Jednak mimo że próbowało wiele razy i z wieloma małpiatymi, nie przybliżyło się ani trochę do poznania tego uczucia, nie mogło wejść na tyle głęboko, by dociec jego istoty. A to jeszcze bardziej pobudzało ciekawość.
Minęło dużo czasu i TO znów popadło w ponury nastrój. Małpiate były zbyt proste i tyle, i cokolwiek z nimi robiło, już nie wystarczało. Zaczęło więc gardzić ich głupią, bezcelową egzystencją. Raz czy dwa porwało się na nie, pragnąc je ukarać za to ich nieme, banalne cierpienie, i zmusiło swojego nosiciela, żeby pozabijał całe rodziny, całe plemiona. A kiedy umierały, gdzieś tuż poza zasięgiem majaczyła ta cudowna obietnica czegoś innego, by zaraz znów rozmyć się w nicość.
TO szalało z frustracji; musiał być jakiś sposób, żeby się przebić, dowiedzieć się, czym jest to nieuchwytne coś, wyciągnąć je z niebytu.

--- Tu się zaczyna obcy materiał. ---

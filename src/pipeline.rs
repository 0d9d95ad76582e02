//! Batch engine: read, validate in parallel, emit in input order
//!
//! Record validation is a pure function of the shared read-only study
//! configuration and one record, so batches of lines are validated across
//! the rayon pool. Emission stays serial: both sinks receive their lines in
//! input order, making reruns byte-identical.
//!
//! Record-level failures never stop the run. Only the fatal tier does:
//! an unreadable input stream or an unwritable sink.

use std::io::{self, BufRead, BufWriter, Write};

use log::{debug, info, warn};
use rayon::prelude::*;
use serde::Serialize;
use thiserror::Error;

use crate::exposure::ExposureWriter;
use crate::policy::{parse_line, ExposedPolicy, MalformedRecord};
use crate::study::StudyConfig;
use crate::validate::{assess, Assessment, Verdict};

/// Lines validated per parallel batch
const BATCH_SIZE: usize = 4096;

/// Run-level failures; any of these aborts the batch
#[derive(Debug, Error)]
pub enum PipelineError {
    #[error("failed to read input stream: {0}")]
    Read(#[source] io::Error),

    #[error("failed to write rejection log: {0}")]
    RejectLog(#[source] io::Error),

    #[error("failed to write accepted records: {0}")]
    Accepted(#[source] csv::Error),
}

/// Counters for one completed run
#[derive(Debug, Clone, Copy, Default, PartialEq, Eq, Serialize)]
pub struct RunSummary {
    /// Lines taken off the input stream
    pub lines_read: usize,

    /// Records that passed every rule and were forwarded
    pub exposed: usize,

    /// Records rejected by at least one rule
    pub out_of_study: usize,

    /// Lines that could not be split into fields at all
    pub malformed: usize,
}

/// What one line turned into; carries everything emission needs
enum LineOutcome {
    Exposed(ExposedPolicy),
    Rejected { id: String, verdict: Verdict },
    Malformed { line_no: usize },
}

/// Process the whole input stream against one study configuration.
///
/// Reads `input` to EOF, validates in batches, writes accepted records to
/// `accepted` (with header) and one `id;reason; reason...` line per rejected
/// record to `reject_log`. Both sinks are flushed before returning, on the
/// read-error path included.
pub fn run<R, A, L>(
    config: &StudyConfig,
    input: R,
    accepted: A,
    reject_log: L,
) -> Result<RunSummary, PipelineError>
where
    R: BufRead,
    A: Write,
    L: Write,
{
    let mut accepted = ExposureWriter::new(accepted).map_err(PipelineError::Accepted)?;
    let mut reject_log = BufWriter::new(reject_log);

    let mut summary = RunSummary::default();
    let mut lines = input.lines();
    let mut batch: Vec<(usize, String)> = Vec::with_capacity(BATCH_SIZE);

    loop {
        batch.clear();
        while batch.len() < BATCH_SIZE {
            match lines.next() {
                Some(Ok(line)) => {
                    summary.lines_read += 1;
                    batch.push((summary.lines_read, line));
                }
                Some(Err(error)) => {
                    flush_sinks(&mut accepted, &mut reject_log);
                    return Err(PipelineError::Read(error));
                }
                None => break,
            }
        }
        if batch.is_empty() {
            break;
        }

        let outcomes: Vec<LineOutcome> = batch
            .par_iter()
            .map(|(line_no, line)| classify(config, *line_no, line))
            .collect();
        debug!("validated batch of {} lines", outcomes.len());

        for outcome in outcomes {
            match outcome {
                LineOutcome::Exposed(policy) => {
                    accepted
                        .forward(config, &policy)
                        .map_err(PipelineError::Accepted)?;
                    summary.exposed += 1;
                }
                LineOutcome::Rejected { id, verdict } => {
                    writeln!(reject_log, "{};{}", id, verdict.describe())
                        .map_err(PipelineError::RejectLog)?;
                    summary.out_of_study += 1;
                }
                LineOutcome::Malformed { line_no } => {
                    warn!("line {}: skipping record that cannot be split into fields", line_no);
                    summary.malformed += 1;
                }
            }
        }
    }

    accepted
        .flush()
        .map_err(|error| PipelineError::Accepted(error.into()))?;
    reject_log.flush().map_err(PipelineError::RejectLog)?;

    info!(
        "processed {} lines: {} exposed, {} out of study, {} malformed",
        summary.lines_read, summary.exposed, summary.out_of_study, summary.malformed
    );
    Ok(summary)
}

fn classify(config: &StudyConfig, line_no: usize, line: &str) -> LineOutcome {
    match parse_line(line) {
        Err(MalformedRecord) => LineOutcome::Malformed { line_no },
        Ok(record) => match assess(config, &record) {
            Assessment::Exposed(policy) => LineOutcome::Exposed(policy),
            Assessment::OutOfStudy(verdict) => LineOutcome::Rejected {
                id: record.id,
                verdict,
            },
        },
    }
}

/// Best-effort flush of both sinks on the way out of a failing run
fn flush_sinks<A: Write, L: Write>(accepted: &mut ExposureWriter<A>, reject_log: &mut L) {
    if let Err(error) = accepted.flush() {
        warn!("could not flush accepted records: {}", error);
    }
    if let Err(error) = reject_log.flush() {
        warn!("could not flush rejection log: {}", error);
    }
}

I wtedy małpiate wreszcie zaczęły się zmieniać. Początkowo bardzo powoli, tak powoli, że TO nawet nie zdało sobie sprawy, co się dzieje, dopóki proces nie trwał już w najlepsze. I pewnego pięknego dnia, kiedy TO weszło w nowego nosiciela, ten stanął na tylnych nogach i, podczas gdy TO wciąż jeszcze nie mogło pojąć, co się stało, istota spytała: „Kim jesteś?”
Najpierw był głęboki szok, a potem jeszcze silniejsza rozkosz.
TO już nie było samo.
Do aresztu dojechaliśmy bez przeszkód, ale z Deborą za kierownicą oznaczało to tylko tyle, że nikt nie odniósł poważnych obrażeń. Spieszyło jej się, a była przede wszystkim gliniarzem z Miami, którego prowadzić nauczyli inni gliniarze z Miami. Mówiąc wprost, uważała, że ruch w mieście jest z natury płynny, i przecinała go jak rozgrzany nóż masło, wsuwała się w luki, których tak naprawdę nie było, i jasno dawała innym kierowcom do zrozumienia, że albo ustąpią, albo zginą.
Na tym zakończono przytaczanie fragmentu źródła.